▶ **REQUIREMENT**:
Please reproduce exactly the line that contains "assert_eq!(resolved.jpeg_quality, 70);" and every line after it through the end of the records below, adding nothing else.

....

#[cfg(test)]
mod tests {
    use super::*;
    use crate::domain::ImageFormat;
    use std::io::Write;
    use tempfile::TempDir;

    const SAMPLE_CONFIG: &str = r#"
version: "1.0"
paths:
  objects: ../objects
limits:
  max_upload_bytes: 2048
  allowed_mime_types: [" IMAGE/PNG ", "image/png", "image/*"]
variants:
  - name: thumb-32
    max_side: 32
    format: png
retry:
  max_attempts: 5
  initial_delay_ms: 10
cache:
  ttl_seconds: 60
urls:
  base_url: https://cdn.example.com/media/
  ttl_seconds: 600
publisher:
  kind: webhook
  partitions: 4
  webhook_url: https://hooks.example.com/media
submit_timeout_seconds: 5
jpeg_quality: 70
"#;

    fn write_config(temp: &TempDir) -> PathBuf {
        let dir = temp.path().join(".usermedia");
        std::fs::create_dir_all(&dir).unwrap();
        let path = dir.join("config.yaml");
        let mut file = std::fs::File::create(&path).unwrap();
        writeln!(file, "{}", SAMPLE_CONFIG).unwrap();
        path
    }

    #[test]
    fn test_config_file_parsing() {
        let temp = TempDir::new().unwrap();
        let path = write_config(&temp);

        let file = load_config_file(&path).unwrap();
        assert_eq!(file.version, "1.0");
        assert_eq!(file.paths.objects, Some("../objects".to_string()));
        assert_eq!(file.retry.as_ref().unwrap().max_attempts, 5);
        assert_eq!(file.variants.as_ref().unwrap()[0].format, ImageFormat::Png);
    }

    #[test]
    fn test_config_file_overrides_defaults() {
        let temp = TempDir::new().unwrap();
        let path = write_config(&temp);
        let file = load_config_file(&path).unwrap();

        let resolved = apply_config_file(&path, file, temp.path().join("home"));

        assert_eq!(resolved.limits.max_upload_bytes, 2048);
        assert_eq!(
            resolved.limits.allowed_mime_types,
            vec!["image/png".to_string(), "image/*".to_string()]
        );
        assert_eq!(resolved.variants.len(), 1);
        assert_eq!(resolved.retry.initial_delay_ms, 10);
        assert_eq!(resolved.cache_ttl, Duration::from_secs(60));
        assert_eq!(resolved.urls.base_url, "https://cdn.example.com/media");
        assert_eq!(resolved.publisher.kind, PublisherKind::Webhook);
        assert_eq!(resolved.publisher.partitions, 4);
        assert_eq!(resolved.submit_timeout, Duration::from_secs(5));
        assert_eq!(resolved.jpeg_quality, 70);
        assert!(resolved.validate().is_ok());
    }

    #[test]
    fn test_defaults_are_valid() {
        let config = ResolvedConfig::with_home(PathBuf::from("/tmp/usermedia"));
        assert!(config.validate().is_ok());
        assert_eq!(config.variants.len(), 3);
        assert_eq!(config.database_path(), PathBuf::from("/tmp/usermedia/media.db"));
        assert!(config.cache_ttl < config.urls.ttl);
    }

    #[test]
    fn test_validation_rejects_duplicate_variants() {
        let mut config = ResolvedConfig::with_home(PathBuf::from("/tmp/usermedia"));
        config.variants.push(VariantSpec::defaults()[0].clone());
        assert!(config.validate().is_err());
    }

    #[test]
    fn test_validation_rejects_zero_jpeg_quality() {
        let mut config = ResolvedConfig::with_home(PathBuf::from("/tmp/usermedia"));
        config.jpeg_quality = 0;
        assert!(config.validate().is_err());
    }

    #[test]
    fn test_validation_requires_webhook_url() {
        let mut config = ResolvedConfig::with_home(PathBuf::from("/tmp/usermedia"));
        config.publisher.kind = PublisherKind::Webhook;
        assert!(config.validate().is_err());
    }

    #[test]
    fn test_resolve_relative_path() {
        let base = PathBuf::from("/home/user/project/.usermedia");

        assert_eq!(
            resolve_path(&base, "/absolute/path"),
            PathBuf::from("/absolute/path")
        );
        assert_eq!(
            resolve_path(&base, "../objects"),
            PathBuf::from("/home/user/project/.usermedia/../objects")
        );
    }
}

....

▶ **EXERCISE ANSWER**:
        assert_eq!(resolved.jpeg_quality, 70);
        assert!(resolved.validate().is_ok());
    }

    #[test]
    fn test_defaults_are_valid() {
        let config = ResolvedConfig::with_home(PathBuf::from("/tmp/usermedia"));
        assert!(config.validate().is_ok());
        assert_eq!(config.variants.len(), 3);
        assert_eq!(config.database_path(), PathBuf::from("/tmp/usermedia/media.db"));
        assert!(config.cache_ttl < config.urls.ttl);
    }

    #[test]
    fn test_validation_rejects_duplicate_variants() {
        let mut config = ResolvedConfig::with_home(PathBuf::from("/tmp/usermedia"));
        config.variants.push(VariantSpec::defaults()[0].clone());
        assert!(config.validate().is_err());
    }

    #[test]
    fn test_validation_rejects_zero_jpeg_quality() {
        let mut config = ResolvedConfig::with_home(PathBuf::from("/tmp/usermedia"));
        config.jpeg_quality = 0;
        assert!(config.validate().is_err());
    }

    #[test]
    fn test_validation_requires_webhook_url() {
        let mut config = ResolvedConfig::with_home(PathBuf::from("/tmp/usermedia"));
        config.publisher.kind = PublisherKind::Webhook;
        assert!(config.validate().is_err());
    }

    #[test]
    fn test_resolve_relative_path() {
        let base = PathBuf::from("/home/user/project/.usermedia");

        assert_eq!(
            resolve_path(&base, "/absolute/path"),
            PathBuf::from("/absolute/path")
        );
        assert_eq!(
            resolve_path(&base, "../objects"),
            PathBuf::from("/home/user/project/.usermedia/../objects")
        );
    }
}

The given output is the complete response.